Are World Leaders Failing Us?

Lara Tcholakian
4 min readOct 27, 2020

There’s a heavy cry for a more conscious world that is less divisive and more humane. Are world leaders heeding the call or quelling it?

Children in Shushi, Nagorno-Karabakh, Oct. 2020. Photo by Areg Balayan

For the past five years, I have been researching the role of conscious leadership with particular emphasis on how inherited collective traumas like genocide and war can play a critical role in shaping leaders, be it corporate or political.

Since September 27, my research for my doctoral thesis came to a halt, and not only because ethnic Armenians have been ravaged by war and genocide, but because the very foundation of world leadership has been shaken to its core before my eyes.

As a Canadian Armenian living in Armenia for the past 16 years, a country of just 3 million (about the size of Chicago’s population alone), I have spent day and night trying to make sense of my research in light of recent developments while coming to terms with a barrage of daily eyewitness and first-hand accounts recounting barbaric acts and humanitarian crimes, as world leaders do little to nothing to stop them, aside from calls for ceasefire.

Nagorno-Karabakh. Photo by Areg Balayan. Oct.2020

At the time of writing this, we enter the 5th week of the conflict in Nagorno-Karabakh. We watch how young adults aged 18–26 are being slaughtered as they defend the only home they have known; the very land they have inherited from their ancestors and which is populated for this very reason, of over 95% Armenians.

We now find ourselves in an era where the wealthy and powerful assault the underprivileged without consequence — a paradox that leaves me feeling disheartened and impotent.

As war crimes continue to unfold, as human rights continue to be violated, and as thousands of families are displaced without, in the eyes of their enemies, the right to live and to even exist, I can’t help but question the role that governments and international organizations play, and why they even exist. Why do they turn a blind eye to the very values and policies they claim to advocate? Why are power and wealth still valued above human life, even in a post-COVID world claiming to be more awakened, conscious and evolved?

Why do world governments turn a blind eye to the very values and policies they claim to advocate?

Or could it be that we are presented, for the first time in human history, with an opportunity to make the shift that can change our world as we know it?

From deep political divides, to worldwide pandemics, from global warming to catastrophic nuclear accidents, international terrorism and cold-blooded acts of genocide, we are witnessing the biggest leadership crisis in human history — but also the greatest opportunity.

We are witnessing the biggest leadership crisis in human history — but also the greatest opportunity

Despite the gifts with which we have been presented as humans thanks to the most advanced technologies — to question, to be informed and to make choices — many nations today are more polarized than ever before with even greater cynicism about the future. Whether we realize it or now, the lack of conscious leadership is leading us towards an extinction of humanity.

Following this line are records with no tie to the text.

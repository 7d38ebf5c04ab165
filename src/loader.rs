//! The indirection loader that runs inside the sandbox root.
//!
//! Invoked as `omnilaunch-proxy <target> [args...]`, it execs `target` with
//! `[target, args...]` and the environment it was given. Built statically, it
//! needs nothing from the guest's dynamic loader, so the target starts fresh
//! under the guest's own runtime.

use std::convert::Infallible;
use std::ffi::{CString, OsString};
use std::os::unix::ffi::OsStrExt;

use nix::unistd::execv;

use crate::error::LoaderError;

/// Splits the loader's own argument vector into the target and the target's argv.
///
/// `args[0]` is the loader, `args[1]` the target; the returned argv starts
/// with the target followed by `args[2..]`.
///
/// # Errors
///
/// Returns `LoaderError::MissingTarget` with fewer than two arguments.
pub fn target_argv(args: Vec<OsString>) -> Result<(OsString, Vec<OsString>), LoaderError> {
    let mut args = args.into_iter().skip(1);
    let target = args.next().ok_or(LoaderError::MissingTarget)?;

    let mut argv = Vec::new();
    argv.push(target.clone());
    argv.extend(args);
    Ok((target, argv))
}

fn cstring(arg: &OsString) -> Result<CString, LoaderError> {
    CString::new(arg.as_bytes())
        .map_err(|_| LoaderError::InvalidArgument(arg.to_string_lossy().into_owned()))
}

/// Execs the target named by the loader's argument vector.
///
/// Returns only on failure.
///
/// # Errors
///
/// - `LoaderError::MissingTarget` with fewer than two arguments
/// - `LoaderError::InvalidArgument` if an argument contains a NUL byte
/// - `LoaderError::Exec` if `execv(2)` fails
pub fn exec_target(args: Vec<OsString>) -> Result<Infallible, LoaderError> {
    let (target, argv) = target_argv(args)?;

    let path = cstring(&target)?;
    let argv = argv.iter().map(cstring).collect::<Result<Vec<_>, _>>()?;

    execv(&path, &argv).map_err(|source| LoaderError::Exec {
        target: target.to_string_lossy().into_owned(),
        source,
    })
}

#[cfg(test)]
mod tests {
    use super::*;

    fn os(args: &[&str]) -> Vec<OsString> {
        args.iter().map(OsString::from).collect()
    }

    #[test]
    fn test_target_argv_repoints_program_name() {
        let (target, argv) =
            target_argv(os(&["/bin/omnilaunch-proxy", "/usr/bin/vlc", "extra-arg"])).expect("ok");
        assert_eq!(target, OsString::from("/usr/bin/vlc"));
        assert_eq!(argv, os(&["/usr/bin/vlc", "extra-arg"]));
    }

    #[test]
    fn test_target_argv_without_args() {
        let (_, argv) = target_argv(os(&["proxy", "/bin/sh"])).expect("ok");
        assert_eq!(argv, os(&["/bin/sh"]));
    }

    #[test]
    fn test_missing_target() {
        assert!(matches!(
            target_argv(os(&["proxy"])),
            Err(LoaderError::MissingTarget)
        ));
        assert!(matches!(target_argv(vec![]), Err(LoaderError::MissingTarget)));
    }

    #[test]
    fn test_exec_failure_names_target() {
        let err = exec_target(os(&["proxy", "/nonexistent/omnilaunch-target"])).expect_err("fails");
        assert!(matches!(err, LoaderError::Exec { .. }));
        assert!(err.to_string().contains("/nonexistent/omnilaunch-target"));
    }
}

For all the scholarly research, books and articles published on effective leadership, not to mention the infinite number of executive and leadership training programs available to us, leadership continues to fail in its most core purpose.

The lack of conscious leadership is leading us towards an extinction of humanity…The only way to change our world, is to change our consciousness, and leaders should be held accountable to lay the groundwork for this important shift.

This year has made it painfully evident that we, as humans, are at an enormous crossroads. Our world today reflects an opportunity to not only advocate for equitable, righteous, compassionate and democratic values, but to demand for a shared humanity devoid of mass hatred, indifference, injustice and violence. The only way to change our world, is to change our consciousness, and leaders should be held accountable to lay the groundwork for this important shift.

Armenian volunteer fighters killed in Nagorno-Karabakh. Photo by Marcus Yam, Los Angeles Times, 2020

For all the rhetoric around the prioritization of peace, human rights and global security, the international community along with governments, corporations, and even the mass media, continue to succumb to state pressures prioritizing wealth and power, while turning a blind eye to the gross violations of internationally recognized human rights.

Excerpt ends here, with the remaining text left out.